El-P being the good sport that he is has been fully on board with the idea, whilst also agreeing to donate money raised from the campaign to the families of recently slain African American teenagers Michael Brown and Eric Garner. As ‘Meow The Jewels’ picked up momentum, a host of top Hip-Hop producers agreed to take part in the project – chief amongst them Just Blaze, who promised to release a pack of drum samples plucked from used from his peerless run of 2001-2005. With the project set to be available to listen to next Tuesday, all there is to do now is watch El-P in the video above getting a facefull of cat arse as he auditions contributors.
Olaf Boswijk tell the story of Trouw
Once again this year we were part of the 350,000 strong exodus of music folk making the the trip over to Amsterdam for the annual Amsterdam Dance Event. Now in it’s 18th year it’s the largest event of it’s kind, with a full 5 day offering of day time conference talks, seminars, workshops and film screenings, as well as a night time programme that boasts 300 events and 2,000 DJs and performers spread over 80 clubs and venues.
Amongst the plethora of conference events we attended an immediate highlight was the RA Exchange with the co-founder and head booker of the Dutch capital’s premier industrial club space, Trouw. Throughout the hour long discussion with Olaf Boswijk, we gain an insight into his inspiring journey that touches upon his early days working in radio and music journalism, as well as his time transforming Amsterdam’s now defunct Club 11. Click below to hear the story of how Olaf, his brother and friend turned a disused newspaper printer into one of the worlds most-cherished underground clubs, and why all things good things must come to an end.

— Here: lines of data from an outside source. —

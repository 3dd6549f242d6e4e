use super::{get_form, get_required_str, require_role, to_result};
use crate::api::Backend;
use crate::ipc::error::{respond, HandlerErr};
use crate::ipc::types::{AppState, Request, Session};
use crate::roles::Role;
use crate::screens::catalog::{CatalogEntity, CatalogScreen};

fn handle_screen<E: CatalogEntity>(
    screen: &mut CatalogScreen<E>,
    backend: &dyn Backend,
    req: &Request,
    action: &str,
) -> Result<serde_json::Value, HandlerErr> {
    match action {
        "load" => {
            if let Err(e) = screen.load(backend) {
                return Err(HandlerErr::client(&e, screen.error()));
            }
        }
        "snapshot" => {}
        "edit" => {
            let id = get_required_str(&req.params, "id")?;
            if !screen.start_edit(&id) {
                return Err(HandlerErr::new("not_found", format!("no entry {id}")));
            }
        }
        "cancelEdit" => screen.cancel_edit(),
        "submit" => {
            let form: E::Form = get_form(&req.params)?;
            if let Err(e) = screen.submit(backend, form) {
                return Err(HandlerErr::client(&e, screen.error()));
            }
        }
        "delete.request" => {
            let id = get_required_str(&req.params, "id")?;
            if !screen.request_delete(&id) {
                return Err(HandlerErr::new("not_found", format!("no entry {id}")));
            }
        }
        "delete.cancel" => screen.cancel_delete(),
        "delete.confirm" => match screen.confirm_delete(backend) {
            None => {
                return Err(HandlerErr::new(
                    "no_pending_delete",
                    "no delete awaiting confirmation",
                ))
            }
            Some(Err(e)) => return Err(HandlerErr::client(&e, screen.error())),
            Some(Ok(())) => {}
        },
        _ => {
            return Err(HandlerErr::new(
                "not_implemented",
                format!("unknown method: {}", req.method),
            ))
        }
    }
    to_result(screen.snapshot())
}

#[derive(Clone, Copy)]
enum Catalog {
    Students,
    Subjects,
    Teachers,
}

const ACTIONS: [&str; 8] = [
    "load",
    "snapshot",
    "edit",
    "cancelEdit",
    "submit",
    "delete.request",
    "delete.cancel",
    "delete.confirm",
];

fn handle(
    state: &mut AppState,
    req: &Request,
    catalog: Catalog,
    action: &str,
) -> Result<serde_json::Value, HandlerErr> {
    let Session {
        backend,
        students,
        subjects,
        teachers,
        ..
    } = require_role(state, Role::Registrar)?;
    let backend: &dyn Backend = &**backend;
    match catalog {
        Catalog::Students => handle_screen(students, backend, req, action),
        Catalog::Subjects => handle_screen(subjects, backend, req, action),
        Catalog::Teachers => handle_screen(teachers, backend, req, action),
    }
}

pub fn try_handle(state: &mut AppState, req: &Request) -> Option<serde_json::Value> {
    let (prefix, rest) = req.method.split_once('.')?;
    let catalog = match prefix {
        "students" => Catalog::Students,
        "subjects" => Catalog::Subjects,
        "teachers" => Catalog::Teachers,
        _ => return None,
    };
    if !ACTIONS.contains(&rest) {
        return None;
    }
    Some(respond(&req.id, handle(state, req, catalog, rest)))
}
use super::{get_required_str, require_role, to_result};
use crate::api::Backend;
use crate::ipc::error::{respond, HandlerErr};
use crate::ipc::types::{AppState, Request, Session};
use crate::roles::Role;

fn handle_report_card_load(
    state: &mut AppState,
    _req: &Request,
) -> Result<serde_json::Value, HandlerErr> {
    let Session {
        backend,
        report_card,
        ..
    } = require_role(state, Role::Student)?;
    if let Err(e) = report_card.load(&**backend) {
        return Err(HandlerErr::client(&e, report_card.snapshot().error));
    }
    to_result(report_card.snapshot())
}

fn handle_profile_load(
    state: &mut AppState,
    _req: &Request,
) -> Result<serde_json::Value, HandlerErr> {
    let Session {
        backend, profile, ..
    } = require_role(state, Role::Student)?;
    if let Err(e) = profile.load(&**backend) {
        return Err(HandlerErr::client(&e, profile.snapshot().error));
    }
    to_result(profile.snapshot())
}

fn handle_profile_save(
    state: &mut AppState,
    req: &Request,
) -> Result<serde_json::Value, HandlerErr> {
    let address = get_required_str(&req.params, "direccion")?;
    let phone = get_required_str(&req.params, "telefono")?;
    let Session {
        backend, profile, ..
    } = require_role(state, Role::Student)?;
    let backend: &dyn Backend = &**backend;
    match profile.save(backend, &address, &phone) {
        None => Err(HandlerErr::new(
            "not_found",
            "profile not loaded; call profile.load first",
        )),
        Some(Err(e)) => Err(HandlerErr::client(&e, profile.snapshot().error)),
        Some(Ok(())) => to_result(profile.snapshot()),
    }
}

pub fn try_handle(state: &mut AppState, req: &Request) -> Option<serde_json::Value> {
    let result = match req.method.as_str() {
        "reportCard.load" => handle_report_card_load(state, req),
        "profile.load" => handle_profile_load(state, req),
        "profile.save" => handle_profile_save(state, req),
        _ => return None,
    };
    Some(respond(&req.id, result))
}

Some cracking exclusive music available to buy here courtesy of Miss Modular, with all proceeds from the above download going to making sure the always-excellent Truants Blog remains ad free. As part of Her Records alongside Sudanim, Fraxinus and CYPHR, Miss Modular has been speearheading an exciting mutation of instrumental Grime that incorporates stuttering Jersey Club rhythms in to its foundations to craft exciting new hybrids. ‘No Clouds’ – which you can listen to via the player above, lifts samples from Prince’s new jam ‘Clouds’ for a stuttering blast of melody and stabs of kick that all in all is pretty lovely. Available to download for only two weeks at the price of £1.99, this is great music for a good cause.
Max Graef does Slices
Responsible for one of our favourite albums of the year so far, 21 year old Berliner Max Graef defied the House and Techno stereotype attached to producers from his own town to craft a sound that draws from all over. Here he’s the focus of Electronic Beats’ never less than interesting Slices series, taking us on our tour of the city – including a stop off at Oye Records, where he still occasionally works. A genuine good bloke – with musical wisdom beyond his years, this is the perfect watch to get you in the mood for his set for comm•une tonight at Dance Tunnel.
An essential building block of most of the contemporary electronic music that you and I know listen to has been the drum machine. Around since the 1930’s but only really popularized in the 80’s, the most iconic versions of this essential piece of hardware were profiled on The Vinyl Factory this week by 12 of the DJ’s that love them. From Kerri Chandler and Dennis Ferrer (who requested to be buried with his) waxing lyrical on the 909 to Roni Size espousing the virtues of the Oberheim DMX and 808 State praising the erm 808, this piece is essential motivation for any prospective producers pondering whether to take the plunge and save to buy a drum machine of their own.